■ **DIRECTIONS**
Please write out exactly the lines that begin at the line containing "pub fn widget(&self, metric: Metric)" and run to the end of the records.

■ **DATA SHOWN**
//! The widget set: two trend charts, two gauges and the device grid, wired to
//! their render targets and fed one metrics snapshot per tick.

use crate::error::RenderError;
use crate::metrics::DynamicMetrics;
use crate::render::canvas::{Canvas, Point, RecordingCanvas};
use crate::render::color::palette;
use crate::render::gauge::{render_gauge, GaugeStyle, Thresholds};
use crate::render::grid::{render_devices, GridContent};
use crate::render::sparkline::{TrendRenderer, TrendStyle};
use crate::render::target::{CardContainer, GaugeSlots};
use crate::storage::SPARK_MAX;
use serde::{Deserialize, Serialize};
use std::fmt;
use std::str::FromStr;
use tracing::warn;

#[derive(Clone, Copy, Debug, PartialEq, Eq, Hash, Serialize, Deserialize)]
#[serde(rename_all = "lowercase")]
pub enum Metric {
    Cpu,
    Ram,
}

impl fmt::Display for Metric {
    fn fmt(&self, f: &mut fmt::Formatter<'_>) -> fmt::Result {
        f.write_str(match self {
            Metric::Cpu => "cpu",
            Metric::Ram => "ram",
        })
    }
}

impl FromStr for Metric {
    type Err = String;

    fn from_str(s: &str) -> Result<Self, Self::Err> {
        match s.trim_end_matches(".svg") {
            "cpu" => Ok(Metric::Cpu),
            "ram" => Ok(Metric::Ram),
            other => Err(format!("unknown metric {other:?}")),
        }
    }
}

#[derive(Clone, Debug)]
pub struct DashboardSettings {
    pub thresholds: Thresholds,
    pub capacity: usize,
    /// Clamp CPU/RAM into [0, 100] before they reach the widgets.
    pub clamp_samples: bool,
    pub cpu_gauge: bool,
    pub ram_gauge: bool,
    /// Measured width of the sparkline containers, if known.
    pub spark_width: Option<f64>,
}

impl Default for DashboardSettings {
    fn default() -> Self {
        Self {
            thresholds: Thresholds::default(),
            capacity: SPARK_MAX,
            clamp_samples: false,
            cpu_gauge: true,
            ram_gauge: true,
            spark_width: None,
        }
    }
}

/// Widgets that failed during one dispatch.
#[derive(Debug, Default)]
pub struct DispatchReport {
    pub failed: Vec<&'static str>,
}

impl DispatchReport {
    pub fn is_clean(&self) -> bool {
        self.failed.is_empty()
    }

    fn record(&mut self, widget: &'static str, result: Result<(), RenderError>) {
        if let Err(e) = result {
            warn!("{} render failed: {}", widget, e);
            self.failed.push(widget);
        }
    }
}

pub struct Dashboard<C> {
    cpu_trend: TrendRenderer<C>,
    ram_trend: TrendRenderer<C>,
    cpu_gauge: GaugeSlots,
    ram_gauge: GaugeSlots,
    cpu_style: GaugeStyle,
    ram_style: GaugeStyle,
    devices: CardContainer,
    clamp_samples: bool,
}

impl<C: Canvas> Dashboard<C> {
    pub fn new(
        settings: &DashboardSettings,
        cpu_canvas: C,
        ram_canvas: C,
    ) -> Result<Self, RenderError> {
        let slots = |present: bool| {
            if present {
                GaugeSlots::present()
            } else {
                GaugeSlots::missing()
            }
        };
        Ok(Self {
            cpu_trend: TrendRenderer::new(
                cpu_canvas,
                TrendStyle::new(palette::CPU_GREEN).with_capacity(settings.capacity),
                settings.spark_width,
            )?,
            ram_trend: TrendRenderer::new(
                ram_canvas,
                TrendStyle::new(palette::RAM_BLUE).with_capacity(settings.capacity),
                settings.spark_width,
            )?,
            cpu_gauge: slots(settings.cpu_gauge),
            ram_gauge: slots(settings.ram_gauge),
            cpu_style: GaugeStyle::new(palette::CPU_GREEN).with_thresholds(settings.thresholds),
            ram_style: GaugeStyle::new(palette::RAM_BLUE).with_thresholds(settings.thresholds),
            devices: CardContainer::default(),
            clamp_samples: settings.clamp_samples,
        })
    }

    /// Feeds one snapshot to every widget. Each widget is driven on its own;
    /// a failure in one is logged and the rest still update.
    pub fn apply(&mut self, snapshot: &DynamicMetrics) -> DispatchReport {
        let clamped;
        let snapshot = if self.clamp_samples {
            clamped = snapshot.clamped();
            &clamped
        } else {
            snapshot
        };

        let mut report = DispatchReport::default();
        report.record("cpu sparkline", self.cpu_trend.push(snapshot.cpu_usage));
        report.record("ram sparkline", self.ram_trend.push(snapshot.ram_usage));

        let g = &mut self.cpu_gauge;
        render_gauge(g.arc.as_mut(), g.label.as_mut(), snapshot.cpu_usage, &self.cpu_style);
        let g = &mut self.ram_gauge;
        render_gauge(g.arc.as_mut(), g.label.as_mut(), snapshot.ram_usage, &self.ram_style);

        render_devices(&mut self.devices, snapshot.devices());
        report
    }

    /// Viewport change: both trend surfaces follow the new container width.
    pub fn resize(&mut self, container_width: Option<f64>) -> DispatchReport {
        let mut report = DispatchReport::default();
        report.record("cpu sparkline", self.cpu_trend.resize(container_width));
        report.record("ram sparkline", self.ram_trend.resize(container_width));
        report
    }

    pub fn trend(&self, metric: Metric) -> &TrendRenderer<C> {
        match metric {
            Metric::Cpu => &self.cpu_trend,
            Metric::Ram => &self.ram_trend,
        }
    }

    pub fn gauge(&self, metric: Metric) -> &GaugeSlots {
        match metric {
            Metric::Cpu => &self.cpu_gauge,
            Metric::Ram => &self.ram_gauge,
        }
    }

    pub fn devices(&self) -> &CardContainer {
        &self.devices
    }
}

impl Dashboard<RecordingCanvas> {
    pub fn with_recording(settings: &DashboardSettings) -> Result<Self, RenderError> {
        Self::new(settings, RecordingCanvas::new(), RecordingCanvas::new())
    }

    /// Snapshot of every render target, for presenters.
    pub fn frame(&self, seq: Option<u64>) -> DashboardFrame {
        let widget = |metric: Metric| WidgetFrame {
            gauge: self.gauge(metric).clone(),
            trend: TrendFrame {
                samples: self.trend(metric).samples().values().collect(),
                points: self.trend(metric).points(),
                canvas: self.trend(metric).canvas().clone(),
            },
        };
        DashboardFrame {
            seq,
            cpu: widget(Metric::Cpu),
            ram: widget(Metric::Ram),
            devices: self.devices.content.clone(),
        }
    }
}

#[derive(Clone, Debug, Default, PartialEq, Serialize)]
pub struct TrendFrame {
    pub samples: Vec<f64>,
    pub points: Vec<Point>,
    pub canvas: RecordingCanvas,
}

#[derive(Clone, Debug, Default, PartialEq, Serialize)]
pub struct WidgetFrame {
    pub gauge: GaugeSlots,
    pub trend: TrendFrame,
}

/// State of all render targets after the last applied tick.
#[derive(Clone, Debug, Default, PartialEq, Serialize)]
pub struct DashboardFrame {
    /// Sequence number of the tick that produced this frame.
    pub seq: Option<u64>,
    pub cpu: WidgetFrame,
    pub ram: WidgetFrame,
    pub devices: GridContent,
}

impl DashboardFrame {
    pub fn widget(&self, metric: Metric) -> &WidgetFrame {
        match metric {
            Metric::Cpu => &self.cpu,
            Metric::Ram => &self.ram,
        }
    }
}
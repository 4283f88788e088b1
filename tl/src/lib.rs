//! TodoList - a small persisted to-do list
//!
//! Keeps an ordered list of tasks, each a text plus a completion flag, in a
//! single JSON file. The list is loaded whole, mutated by add/delete/toggle,
//! and written whole after every mutation.
//!
//! # On-disk layout
//!
//! ```text
//! {"Tasks":["Buy milk","Ship it"],"TaskStates":[false,true]}
//! ```
//!
//! # Example
//!
//! ```ignore
//! use todolist::TodoStore;
//!
//! let store = TodoStore::open("todolist.json");
//! let mut list = store.load()?;
//! store.add_task(&mut list, "Buy milk");
//! store.toggle_task(&mut list, 0)?;
//! ```

pub mod cli;
pub mod config;
mod error;
mod item;
mod persist;
mod store;

pub use error::StoreError;
pub use item::{TodoItem, TodoList, TodoListData};
pub use persist::{JsonFile, Persistence, SaveStatus};
pub use store::TodoStore;

/// File name of the persisted list inside the data directory
pub const DEFAULT_FILE_NAME: &str = "todolist.json";

/// Directory name used under the platform data/config directories
pub const APP_DIR_NAME: &str = "todolist";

■ **TASK ANSWER**
    pub fn widget(&self, metric: Metric) -> &WidgetFrame {
        match metric {
            Metric::Cpu => &self.cpu,
            Metric::Ram => &self.ram,
        }
    }
}
repository 4283f88788e088b1
filename tl/src/lib.rs
//! TodoList - a small persisted to-do list
//!
//! Keeps an ordered list of tasks, each a text plus a completion flag, in a
//! single JSON file. The list is loaded whole, mutated by add/delete/toggle,
//! and written whole after every mutation.
//!
//! # On-disk layout
//!
//! ```text
//! {"Tasks":["Buy milk","Ship it"],"TaskStates":[false,true]}
//! ```
//!
//! # Example
//!
//! ```ignore
//! use todolist::TodoStore;
//!
//! let store = TodoStore::open("todolist.json");
//! let mut list = store.load()?;
//! store.add_task(&mut list, "Buy milk");
//! store.toggle_task(&mut list, 0)?;
//! ```

pub mod cli;
pub mod config;
mod error;
mod item;
mod persist;
mod store;

pub use error::StoreError;
pub use item::{TodoItem, TodoList, TodoListData};
pub use persist::{JsonFile, Persistence, SaveStatus};
pub use store::TodoStore;

/// File name of the persisted list inside the data directory
pub const DEFAULT_FILE_NAME: &str = "todolist.json";

/// Directory name used under the platform data/config directories
pub const APP_DIR_NAME: &str = "todolist";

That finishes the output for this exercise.